Bachelors and Student tenants are not allowed – legally speaking

Housing societies have been in the news for a while for discriminating on the basis of religion, community, food habits and marital status. This issue in more pertinent in certain part of our country. Most common issue that crop up in every society is whether to allow student tenants or not. Before we proceed with the article, we would like to clear that we are not discussing the disadvantage of renting out to Bachelor and Student tenants. We are bringing up the legal stand on this issue and why you should understand the legal aspect before enforcing this decision.

Can a housing society bar its members from letting out their flats to students, bachelors, spinsters and foreigners? The legal answer is NO. Let us explain in detail;

Every citizen of India and non-citizens, have been granted fundamental rights under the Indian Constitution, to stay (reside) anywhere in India, BUT except  in prohibited and restricted areas. None of the Apartment Acts across India have provisions for “Prohibited & Restricted” areas in the Society premises. Also, they don’t provide for restrictions on “Tenants”, then “Bachelor Tenant” cannot be prohibited (banned) from residing in a Society, even if for whatever reasons.

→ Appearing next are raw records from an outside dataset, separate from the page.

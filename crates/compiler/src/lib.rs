//! glift compiler: lifts checked-pointer kernels into guarded dataflow
//! graphs and drives the differential harness that cross-checks the lift
//! against direct execution.

pub mod config;
pub mod hoist;
pub mod lift;

pub use config::{ConfigFile, DriverConfig, OUT_DIR_ENV};
pub use hoist::{HoistCache, is_linear_guarded_chain};
pub use lift::{GraphBuilder, lift};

[Edit] Since this post went live, we received this image from a home buyer. A recent fatwa by Noida based developer.

And the discrimination continues

Legal standing of a Society

The Society is classified as a “Service Provider”, under the Consumer Protection Act, which is further reinforced from several Judgments of the Consumer Court. The Sole-Responsibility of a Society, is to provide “Common Services & Amenities”, to its members, which also lawfully means “Common Services & Amenities” to the Tenants of its members.

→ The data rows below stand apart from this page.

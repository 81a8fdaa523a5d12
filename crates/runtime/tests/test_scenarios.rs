//! End-to-end scenarios over the kernel interpreter and the graph
//! evaluator, pinned to literal tagged words.
//!
//! Each graph here is the guarded lift of its kernel, written out by
//! hand: one deduplicated input per name, a fresh
//! guard_ptr -> guard_nonnull prelude before every load, is_nonnull for
//! the boolean guard. Kernel and graph must agree on the full result.

use glift_runtime::graph::Graph;
use glift_runtime::{Env, ErrKind, Eval, Heap, Value, graph_eval, programs};
use glift_runtime::{FIELD_DEREF, FIELD_F, FIELD_G};

const TRIPLE_DEREF_GRAPH: &str = r#"{
  "function": "triple_deref",
  "nodes": [
    {"id":1,"kind":"input","name":"p"},
    {"id":2,"kind":"guard_ptr","x":1},
    {"id":3,"kind":"guard_nonnull","x":2},
    {"id":4,"kind":"load_ptr","x":3},
    {"id":5,"kind":"guard_ptr","x":4},
    {"id":6,"kind":"guard_nonnull","x":5},
    {"id":7,"kind":"load_ptr","x":6},
    {"id":8,"kind":"guard_ptr","x":7},
    {"id":9,"kind":"guard_nonnull","x":8},
    {"id":10,"kind":"load_ptr","x":9}
  ],
  "output": 10
}"#;

const GUARDED_CHAIN_GRAPH: &str = r#"{
  "function": "guarded_chain",
  "nodes": [
    {"id":1,"kind":"input","name":"p"},
    {"id":2,"kind":"is_nonnull","x":1},
    {"id":3,"kind":"guard_ptr","x":1},
    {"id":4,"kind":"guard_nonnull","x":3},
    {"id":5,"kind":"load_ptr","x":4},
    {"id":6,"kind":"guard_ptr","x":5},
    {"id":7,"kind":"guard_nonnull","x":6},
    {"id":8,"kind":"load_ptr","x":7},
    {"id":9,"kind":"const_int","value":0},
    {"id":10,"kind":"select","cond":2,"then":8,"else":9}
  ],
  "output": 10
}"#;

const ALIAS_BRANCH_GRAPH: &str = r#"{
  "function": "alias_branch",
  "nodes": [
    {"id":1,"kind":"input","name":"p"},
    {"id":2,"kind":"input","name":"q"},
    {"id":3,"kind":"guard_eq","x":1,"y":2},
    {"id":4,"kind":"guard_ptr","x":1},
    {"id":5,"kind":"guard_nonnull","x":4},
    {"id":6,"kind":"load_ptr","x":5},
    {"id":7,"kind":"guard_ptr","x":2},
    {"id":8,"kind":"guard_nonnull","x":7},
    {"id":9,"kind":"load_ptr","x":8},
    {"id":10,"kind":"select","cond":3,"then":6,"else":9}
  ],
  "output": 10
}"#;

const ADD_TWO_GRAPH: &str = r#"{
  "function": "add_two",
  "nodes": [
    {"id":1,"kind":"input","name":"p"},
    {"id":2,"kind":"input","name":"q"},
    {"id":3,"kind":"guard_ptr","x":1},
    {"id":4,"kind":"guard_nonnull","x":3},
    {"id":5,"kind":"load_ptr","x":4},
    {"id":6,"kind":"guard_ptr","x":2},
    {"id":7,"kind":"guard_nonnull","x":6},
    {"id":8,"kind":"load_ptr","x":7},
    {"id":9,"kind":"add","x":5,"y":8}
  ],
  "output": 9
}"#;

fn check_both(kernel_name: &str, graph_json: &str, heap: &Heap, env: &Env, expect: Eval) {
    let kernel = programs::find(kernel_name).unwrap();
    let graph = Graph::from_json(graph_json).unwrap();
    assert_eq!(kernel.run(heap, env), expect, "{} kernel", kernel_name);
    assert_eq!(graph_eval(&graph, heap, env), expect, "{} graph", kernel_name);
}

fn chain_heap() -> Heap {
    let mut heap = Heap::create(4);
    for k in 1..=3 {
        heap.get_obj_mut(k).unwrap().set_field(FIELD_DEREF, Value::ptr(k + 1));
    }
    heap.get_obj_mut(4).unwrap().set_field(FIELD_DEREF, Value::int(7));
    heap
}

#[test]
fn triple_deref_all_valid() {
    let heap = chain_heap();
    let env = Env::new(Value::ptr(1), Value::null());
    let expect = Ok(Value::int(7));
    assert_eq!(expect.unwrap().raw(), 15);
    check_both("triple_deref", TRIPLE_DEREF_GRAPH, &heap, &env, expect);
}

#[test]
fn triple_deref_second_hop_null() {
    let mut heap = chain_heap();
    heap.get_obj_mut(2).unwrap().set_field(FIELD_DEREF, Value::null());
    let env = Env::new(Value::ptr(1), Value::null());
    check_both("triple_deref", TRIPLE_DEREF_GRAPH, &heap, &env, Err(ErrKind::Null));
}

#[test]
fn guarded_chain_null_input() {
    let heap = Heap::create(2);
    let env = Env::new(Value::null(), Value::null());
    // is_nonnull yields Int(0); the select takes the constant arm even
    // though the strict then-branch errored with Null.
    let expect = Ok(Value::int(0));
    assert_eq!(expect.unwrap().raw(), 1);
    check_both("guarded_chain", GUARDED_CHAIN_GRAPH, &heap, &env, expect);
}

#[test]
fn alias_branch_same_pointer() {
    let mut heap = Heap::create(1);
    heap.get_obj_mut(1).unwrap().set_field(FIELD_DEREF, Value::int(5));
    let env = Env::new(Value::ptr(1), Value::ptr(1));
    let expect = Ok(Value::int(5));
    assert_eq!(expect.unwrap().raw(), 11);
    check_both("alias_branch", ALIAS_BRANCH_GRAPH, &heap, &env, expect);
}

#[test]
fn add_two_sums_loads() {
    let mut heap = Heap::create(2);
    heap.get_obj_mut(1).unwrap().set_field(FIELD_DEREF, Value::int(3));
    heap.get_obj_mut(2).unwrap().set_field(FIELD_DEREF, Value::int(4));
    let env = Env::new(Value::ptr(1), Value::ptr(2));
    let expect = Ok(Value::int(7));
    assert_eq!(expect.unwrap().raw(), 15);
    check_both("add_two", ADD_TWO_GRAPH, &heap, &env, expect);
}

#[test]
fn integer_input_is_a_type_error() {
    let heap = chain_heap();
    // Tagged word 5 is Int(2); every load path rejects it the same way.
    let env = Env::new(Value::from_raw(5), Value::null());
    check_both("triple_deref", TRIPLE_DEREF_GRAPH, &heap, &env, Err(ErrKind::Type));
}

#[test]
fn field_chain_reads_named_slots() {
    let mut heap = Heap::create(3);
    heap.get_obj_mut(1).unwrap().set_field(FIELD_F, Value::ptr(2));
    heap.get_obj_mut(2).unwrap().set_field(FIELD_G, Value::int(9));
    let env = Env::new(Value::ptr(1), Value::null());
    let kernel = programs::find("field_chain").unwrap();
    assert_eq!(kernel.run(&heap, &env), Ok(Value::int(9)));

    // Dropping the g slot distinguishes absence from null.
    let mut bare = Heap::create(3);
    bare.get_obj_mut(1).unwrap().set_field(FIELD_F, Value::ptr(2));
    assert_eq!(kernel.run(&bare, &env), Err(ErrKind::MissingField));
}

The housing societies can indeed frame their own laws. There are broad guidelines, or bye-laws, that every housing society adopts when it is registered. These rules and regulations govern the day-to-day functioning of the housing society and are crucial to its smooth running. Though it is the legal right of the owner to lease his property, the housing society in which the flat is situated, too, has a say in it. “Individual societies are legally empowered to deny tenancy based on their bye-laws. In many cases, such bye-laws are interpreted in a certain manner in order to achieve this. However, they have no constitutional right to do so.

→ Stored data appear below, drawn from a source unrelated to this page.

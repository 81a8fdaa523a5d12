//! Driver Configuration
//!
//! Defaults come first, then an optional `glift.toml` in the working
//! directory, then the `GLIFT_OUT_DIR` environment variable, then CLI
//! flags (applied by the caller). The file is deliberately small: trial
//! count, seed, heap size, output directory.

use serde::Deserialize;
use std::path::{Path, PathBuf};

/// Environment override for the directory graphs and witnesses land in.
pub const OUT_DIR_ENV: &str = "GLIFT_OUT_DIR";

/// The config file name looked up in the working directory.
pub const CONFIG_FILE: &str = "glift.toml";

/// Raw `glift.toml` contents; every key optional.
#[derive(Debug, Clone, Default, Deserialize)]
#[serde(default, rename_all = "kebab-case")]
pub struct ConfigFile {
    pub trials: Option<u32>,
    pub seed: Option<u64>,
    pub heap_objs: Option<usize>,
    pub out_dir: Option<PathBuf>,
}

impl ConfigFile {
    /// Parse a config file, if it exists. Unreadable or malformed files
    /// are reported and treated as absent.
    pub fn load(path: &Path) -> ConfigFile {
        let Ok(text) = std::fs::read_to_string(path) else {
            return ConfigFile::default();
        };
        match toml::from_str(&text) {
            Ok(file) => file,
            Err(e) => {
                tracing::warn!("ignoring malformed {}: {}", path.display(), e);
                ConfigFile::default()
            }
        }
    }
}

/// Resolved driver settings.
#[derive(Debug, Clone, PartialEq)]
pub struct DriverConfig {
    pub trials: u32,
    pub seed: u64,
    pub heap_objs: usize,
    pub out_dir: PathBuf,
}

impl Default for DriverConfig {
    fn default() -> Self {
        DriverConfig {
            trials: 200,
            seed: 1234,
            heap_objs: 6,
            out_dir: PathBuf::from("out"),
        }
    }
}

impl DriverConfig {
    /// Layer a config file and an env-var override onto the defaults.
    pub fn resolve(file: ConfigFile, env_out_dir: Option<PathBuf>) -> DriverConfig {
        let mut config = DriverConfig::default();
        if let Some(trials) = file.trials {
            config.trials = trials;
        }
        if let Some(seed) = file.seed {
            config.seed = seed;
        }
        if let Some(heap_objs) = file.heap_objs {
            config.heap_objs = heap_objs;
        }
        if let Some(out_dir) = file.out_dir {
            config.out_dir = out_dir;
        }
        if let Some(out_dir) = env_out_dir {
            config.out_dir = out_dir;
        }
        config
    }

    /// Resolve from the process environment and working directory.
    pub fn from_environment() -> DriverConfig {
        let file = ConfigFile::load(Path::new(CONFIG_FILE));
        let env_out_dir = std::env::var_os(OUT_DIR_ENV).map(PathBuf::from);
        DriverConfig::resolve(file, env_out_dir)
    }
}

#[cfg(test)]
mod tests {
    use super::*;
    use serial_test::serial;

    #[test]
    fn test_defaults() {
        let config = DriverConfig::resolve(ConfigFile::default(), None);
        assert_eq!(config, DriverConfig::default());
        assert_eq!(config.trials, 200);
        assert_eq!(config.seed, 1234);
        assert_eq!(config.heap_objs, 6);
        assert_eq!(config.out_dir, PathBuf::from("out"));
    }

    #[test]
    fn test_file_keys_override_defaults() {
        let file: ConfigFile =
            toml::from_str("trials = 50\nseed = 9\nout-dir = \"graphs\"").unwrap();
        let config = DriverConfig::resolve(file, None);
        assert_eq!(config.trials, 50);
        assert_eq!(config.seed, 9);
        assert_eq!(config.heap_objs, 6);
        assert_eq!(config.out_dir, PathBuf::from("graphs"));
    }

    #[test]
    fn test_env_outranks_file() {
        let file: ConfigFile = toml::from_str("out-dir = \"from-file\"").unwrap();
        let config = DriverConfig::resolve(file, Some(PathBuf::from("from-env")));
        assert_eq!(config.out_dir, PathBuf::from("from-env"));
    }

    #[test]
    fn test_unknown_keys_tolerated() {
        let file: ConfigFile = toml::from_str("trials = 3\nfuture-knob = true").unwrap();
        assert_eq!(file.trials, Some(3));
    }

    #[test]
    #[serial]
    fn test_from_environment_reads_env_var() {
        // SAFETY: serialized test; no other thread reads the environment.
        unsafe { std::env::set_var(OUT_DIR_ENV, "env-out") };
        let config = DriverConfig::from_environment();
        unsafe { std::env::remove_var(OUT_DIR_ENV) };
        assert_eq!(config.out_dir, PathBuf::from("env-out"));
    }
}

Any regulation which infringes on the fundamental rights of an individual can be challenged in the court of law. “The housing society regulations don’t have the same stature as that of a law. Every Indian citizen has the right to reside anywhere in the country and discrimination is not allowed on the basis of religion, caste, sex, eating habits or marital status.

Case Study

Case 1: This was probably the first time that flat owners have revolted against the bias, calling it a violation of their fundamental rights. A Mumbai Base Co-op Housing Society had passed a resolution that owners can rent out flats only to families. All members who had let out flats to bachelors and spinsters were asked to get them vacated in a month time. The agenda circulated at the society’s special general body meeting said bachelors, spinsters and foreigners residing in the society were causing a nuisance. There has been a case of suicide, a few foreigners were involved in a sex racket, inadequately dressed females and males gather in the open area of the society at odd hours, it said. The resolution was approved by a majority vote. Aggrieved by the society’s decision, a resident, who had let out two flats to bachelors, challenged the resolution in the district consumer forum Mumbai.

District Consumer Forum later declared the resolution illegal and lifted all such bans. Same was upheld by State Consumer Forum.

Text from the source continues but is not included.